When Allsop sold a phase of a new-build scheme by Clearview Homes at West Drayton, more than 28,000 people visited the website – 15% from outside the UK. Some 40% of lots sold within a few hours and, as is common with some online sales, all had their contracts fully exchanged rather than merely having reservations made.

“We are providing both buyers and sellers with a convenient and transparent new method. For the developer, binding contracts are achieved on the fall of the virtual hammer. For the buyer, there is no risk of gazumping and an assurance that a fair price has been agreed,” says Allsop’s head of residential auctions, Gary Murphy.

Business people bidding online. Image shot 2012. Exact date unknown.

Online auctions case study

Toby Limbrick, director, Network Auctions

Regional auctioneer Network Auctions conducts online auctions under the Network E brand, using the online auction platform supplied by Essential Information Group.

Director Toby Limbrick says this new method of sale is a hybrid combining the best elements of private treaty and traditional auction.

Properties are listed for three weeks, culminating in a three-day bidding window. This gives potential buyers time to view the property and undertake due diligence prior to bidding. A legal pack is available at least seven days prior to the auction closing. Bidders must register to bid by accepting the online auction terms of business, providing ID and pre-authorising a payment card. At the close of the auction, the winning bidder secures an Exclusivity Agreement, granting them a fixed period (in this case four weeks) in which to exchange contracts. They pay a non-returnable Reservation Deposit of 1% of the purchase price, in part payment for the property plus the auctioneer’s Exclusivity Arrangement Fee, which is fixed at £800 plus VAT.

If the buyer defaults, they lose their deposit, which is shared between seller and auctioneer. “This is in stark contrast to private treaty transactions, which can take months to exchange and buyers can withdraw without penalty at any time,” says Limbrick. From exchange, they have a further four weeks in which to complete.

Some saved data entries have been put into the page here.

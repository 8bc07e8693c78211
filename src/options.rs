use crate::error::{Error, Result};

pub const MIN_LENGTH: usize = 8;
pub const MAX_LENGTH: usize = 100;
pub const DEFAULT_LENGTH: usize = 12;

/// One of the toggleable groups of characters a password can be drawn from.
#[derive(Clone, Copy, Debug, PartialEq, Eq, Hash)]
pub enum CharacterClass {
    Uppercase,
    Lowercase,
    Numbers,
    Symbols,
}

impl CharacterClass {
    /// The key used for this class in the settings file.
    pub fn key(self) -> &'static str {
        match self {
            Self::Uppercase => "uppercase",
            Self::Lowercase => "lowercase",
            Self::Numbers => "numbers",
            Self::Symbols => "symbols",
        }
    }
}

/// The character classes in display order, together with the label shown next to their checkbox.
pub const CHARACTER_CLASSES: [(CharacterClass, &str); 4] = [
    (CharacterClass::Uppercase, "Include Uppercase"),
    (CharacterClass::Lowercase, "Include Lowercase"),
    (CharacterClass::Numbers, "Include Numbers"),
    (CharacterClass::Symbols, "Include Symbols"),
];

/// The parameters a password is generated from.
///
/// An `Options` value always has at least one character class enabled and a length inside
/// `MIN_LENGTH..=MAX_LENGTH`, the constructors and transitions refuse or clamp anything else.
#[derive(Clone, Copy, Debug, PartialEq, Eq)]
pub struct Options {
    length: usize,
    uppercase: bool,
    lowercase: bool,
    numbers: bool,
    symbols: bool,
}

impl Default for Options {
    fn default() -> Self {
        Self {
            length: DEFAULT_LENGTH,
            uppercase: false,
            lowercase: true,
            numbers: false,
            symbols: false,
        }
    }
}

fn clamp_length(length: usize) -> usize {
    length.clamp(MIN_LENGTH, MAX_LENGTH)
}

impl Options {
    pub fn new(
        length: usize,
        uppercase: bool,
        lowercase: bool,
        numbers: bool,
        symbols: bool,
    ) -> Result<Self> {
        if !(uppercase || lowercase || numbers || symbols) {
            return Err(Error::NoCharacterClass);
        }

        Ok(Self {
            length: clamp_length(length),
            uppercase,
            lowercase,
            numbers,
            symbols,
        })
    }

    pub fn length(&self) -> usize {
        self.length
    }

    pub fn uppercase(&self) -> bool {
        self.uppercase
    }

    pub fn lowercase(&self) -> bool {
        self.lowercase
    }

    pub fn numbers(&self) -> bool {
        self.numbers
    }

    pub fn symbols(&self) -> bool {
        self.symbols
    }

    pub fn is_enabled(&self, class: CharacterClass) -> bool {
        match class {
            CharacterClass::Uppercase => self.uppercase,
            CharacterClass::Lowercase => self.lowercase,
            CharacterClass::Numbers => self.numbers,
            CharacterClass::Symbols => self.symbols,
        }
    }

    pub fn enabled_count(&self) -> usize {
        CHARACTER_CLASSES
            .iter()
            .filter(|(class, _)| self.is_enabled(*class))
            .count()
    }

    /// Returns a copy with `class` switched to `enabled`.
    ///
    /// Fails with `Error::NoCharacterClass` if that would leave every class deselected, in which
    /// case the caller keeps its current options.
    pub fn with_class(&self, class: CharacterClass, enabled: bool) -> Result<Self> {
        let mut next = *self;
        match class {
            CharacterClass::Uppercase => next.uppercase = enabled,
            CharacterClass::Lowercase => next.lowercase = enabled,
            CharacterClass::Numbers => next.numbers = enabled,
            CharacterClass::Symbols => next.symbols = enabled,
        }

        if next.enabled_count() == 0 {
            return Err(Error::NoCharacterClass);
        }

        Ok(next)
    }

    /// Length changes are always accepted, out of range values are clamped.
    pub fn with_length(&self, length: usize) -> Self {
        Self {
            length: clamp_length(length),
            ..*self
        }
    }
}

#[cfg(test)]
#[path = "tests/options.rs"]
mod tests;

In August, Network E had a strong response to the online auction of a three-bedroom house in Redhill, Surrey. The property has planning granted for a two-storey extension to create two more bedrooms and two more reception rooms. Power Bespoke Network Auctions, a local estate agent and licensed Network Auctions partner, listed the property and conducted multiple viewings, culminating in 22 parties signing up to the website to “watch”. Nine of those registered to bid, of which eight individuals made bids. In total there were 88 bids, driving the price from a guide of £350,000-plus to a sale price of £465,000.

Limbrick says: “Network E is an auction that all buyers can participate in, including those with related sales and mortgage finance. People in this demographic are often deterred from buying at traditional auctions, where exchange of contracts is formed on the fall of the gavel.”